Os governistas da CPI da Covid acusam desde ontem o presidente da comissão, o senador Omar Aziz, de ter agido com autoritarismo ao mandar prender em flagrante o ex-diretor de logística do Ministério da Saúde, Roberto Ferreira Dias. Segundo Aziz, ele omitiu fatos e contou mentiras enquanto prestava depoimento.

Era de se esperar. As redes sociais já estão cheias de mimimi bolsonarista, segundo o qual a CPI não é mais que uma tramoia de “pilantras” para alvejar o presidente. Eles não perderiam a oportunidade de aumentar o volume da gritaria, mesmo que a reclamação seja infundada. Na verdade, Aziz agiu dentro de suas prerrogativas, e de maneira fundamentada.

Ordens de prisão em CPIs passam pelo crivo da Justiça Federal. Sendo a alegação de falso testemunho, como aconteceu ontem, é preciso demonstrar que o delito aconteceu. Caso contrário, o juiz pode revogar o mandado. Não foi isso o que aconteceu ontem. A presidência da comissão apresentou um áudio que demonstrava uma incongruência no depoimento de Dias. Com isso, o juiz não encerrou sumariamente o caso. Estabeleceu, em vez disso, uma fiança para Dias.

Isso mostra que Omar Aziz não cometeu um gesto arbitrário. Se foi inteligente, isso é outra história.

“Tenho sido desrespeitado como presidente da CPI, ouvindo historinhas”, disse o senador ao dar a ordem de prisão. “Não aceito que a CPI vire chacota.”

O tiro, no entanto, teve grandes chances de sair pela culatra. Quando tudo aconteceu, já estava em andamento uma sessão do plenário do Senado. Como comissões de inquérito não podem funcionar durante sessões plenárias, chegou-se a levantar a hipótese de que a decisão de Aziz era nula, inválida. A autoridade do presidente da CPI teria sido destroçada se levassem essa tese adiante.

Além disso, sempre foram mínimas as chances de Roberto Dias permanecer detido por muito tempo. Ainda que a Justiça considerasse a prisão justificada, era provável que houvesse uma fiança de valor baixo – como de fato aconteceu. Dias foi para casa ao pagar o valor de mil e cem reais, cinco horas depois de ser preso.
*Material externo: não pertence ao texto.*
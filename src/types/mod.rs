//! Data types for the order server
//!
//! This module contains the core data structures shared by the store,
//! lifecycle, analytics and HTTP layers.

mod analytics;
mod menu;
mod order;

pub use analytics::{AnalyticsResult, AnalyticsWarning, ItemSales};
pub use menu::MenuItem;
pub use order::{LineItem, NewOrder, Order, OrderStatus, UNKNOWN_CATEGORY};
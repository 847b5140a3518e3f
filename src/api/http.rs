//! HTTP server setup with Axum

use std::sync::Arc;

use axum::{
    routing::{delete, get, put},
    Router,
};
use tower_http::cors::{Any, CorsLayer};
use tower_http::trace::TraceLayer;

use super::rest::{analytics, menu, orders};
use super::state::AppState;
use super::websocket::ws_handler;

/// Create the Axum router with all endpoints
pub fn create_router(state: Arc<AppState>) -> Router {
    // Browser clients are served from other origins
    let cors = CorsLayer::new()
        .allow_origin(Any)
        .allow_methods(Any)
        .allow_headers(Any);

    Router::new()
        .route("/ws", get(ws_handler))
        .route("/health", get(health_check))
        .route("/api/menu", get(menu::get_menu))
        .route(
            "/api/orders",
            get(orders::list_orders).post(orders::create_order),
        )
        .route("/api/orders/:id/status", put(orders::update_status))
        .route("/api/orders/:id", delete(orders::delete_order))
        .route("/api/analytics", get(analytics::get_analytics))
        .layer(TraceLayer::new_for_http())
        .layer(cors)
        .with_state(state)
}

/// Health check endpoint
async fn health_check() -> &'static str {
    "OK"
}
//! Record store contract.
//!
//! One read trait per entity family plus [`RecordStore`], the combined
//! contract the HTTP layer holds. Splitting the traits keeps services honest
//! about which slice of the store they actually read.

pub mod error;
pub mod inventory;
pub mod orders;
pub mod shipments;

pub use error::{ErrorContext, RepositoryError, RepositoryResult};
pub use inventory::InventoryRepository;
pub use orders::{OrderFilter, OrderRepository, OrderSortField, SortDirection};
pub use shipments::{ShipmentFilter, ShipmentRepository, ShipmentSort};

use async_trait::async_trait;

/// Combined read contract over every entity the back office serves.
///
/// # Thread Safety
/// Implementations must be `Send + Sync` to work with async Rust.
#[async_trait]
pub trait RecordStore: ShipmentRepository + OrderRepository + InventoryRepository {
    /// Verify the backing store is reachable.
    ///
    /// # Returns
    /// * `Ok(true)` - Store answered
    /// * `Err(RepositoryError)` - If the probe fails
    async fn health_check(&self) -> RepositoryResult<bool>;
}

impl std::fmt::Debug for dyn RecordStore {
    fn fmt(&self, f: &mut std::fmt::Formatter<'_>) -> std::fmt::Result {
        f.write_str("RecordStore")
    }
}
E quais poderiam ser os benefícios da jogada de Aziz? Difícil imaginar que Dias vá mudar seu testemunho, se de fato estava escondendo alguma coisa. Além disso, pessoas convocadas para sessões futuras da CPI, que estejam se preparando para contar lorotas, provavelmente vão reforçar a preparação, em vez de mudar de ideia.

Dramas como esse não ajudam a investigação. Os protagonistas da CPI usariam melhor o seu tempo disseminando, de maneira didática, os indícios de que o Ministério da Saúde de Jair Bolsonaro foi tomado por gente com más intenções.

A história está cada vez mais complicada, com um número cada vez maior de personagens. É preciso ressaltar o que de fato importa.

São duas as denúncias que surgiram até agora. Primeiro, que havia um esforço para liberar a importação da vacina indiana Covaxin, passando por cima de trâmites burocráticos e critérios técnicos. Segundo, que uma oferta de vacinas AstraZeneca foi recebida com um pedido de propina – em vez de ser descartada sumariamente, diante dos vários indícios de que era apenas uma armação primária.

As tramas têm um personagem em comum: Roberto Dias. E compartilham ainda um outro elemento: os movimentos para transformar a compra de vacinas em corrupção não eram segredo nem para a cúpula do ministério nem para o próprio Jair Bolsonaro. Informado sobre a história da Covaxin, o presidente teria inclusive manifestado a suspeita de que um grupo ligado ao líder do seu governo, o deputado Ricardo Barros, era o responsável. Mas ele nada fez para deter a maracutaia.

É isso que importa: há sinais eloquentes de que o “governo sem corrupção” de Jair Bolsonaro foi no mínimo complacente com um grupo que tentava enriquecer de maneira desonesta ao negociar vacinas no meio da pandemia.

Os governistas da CPI se esgoelam para dizer que a comissão não pode ter viés político. É uma grande bobagem. Eventuais efeitos jurídicos da investigação só serão sentidos depois do seu encerramento, se a Justiça decidir abrir um processo com base no seu relatório. Antes disso, os efeitos só podem mesmo ser políticos – e é por isso que os trabalhos são conduzidos por parlamentares, e não magistrados.

O melhor efeito que a CPI pode ter é desgastar o capital político de Bolsonaro – o presidente que transformou a pandemia em tragédia. Há que manter o foco.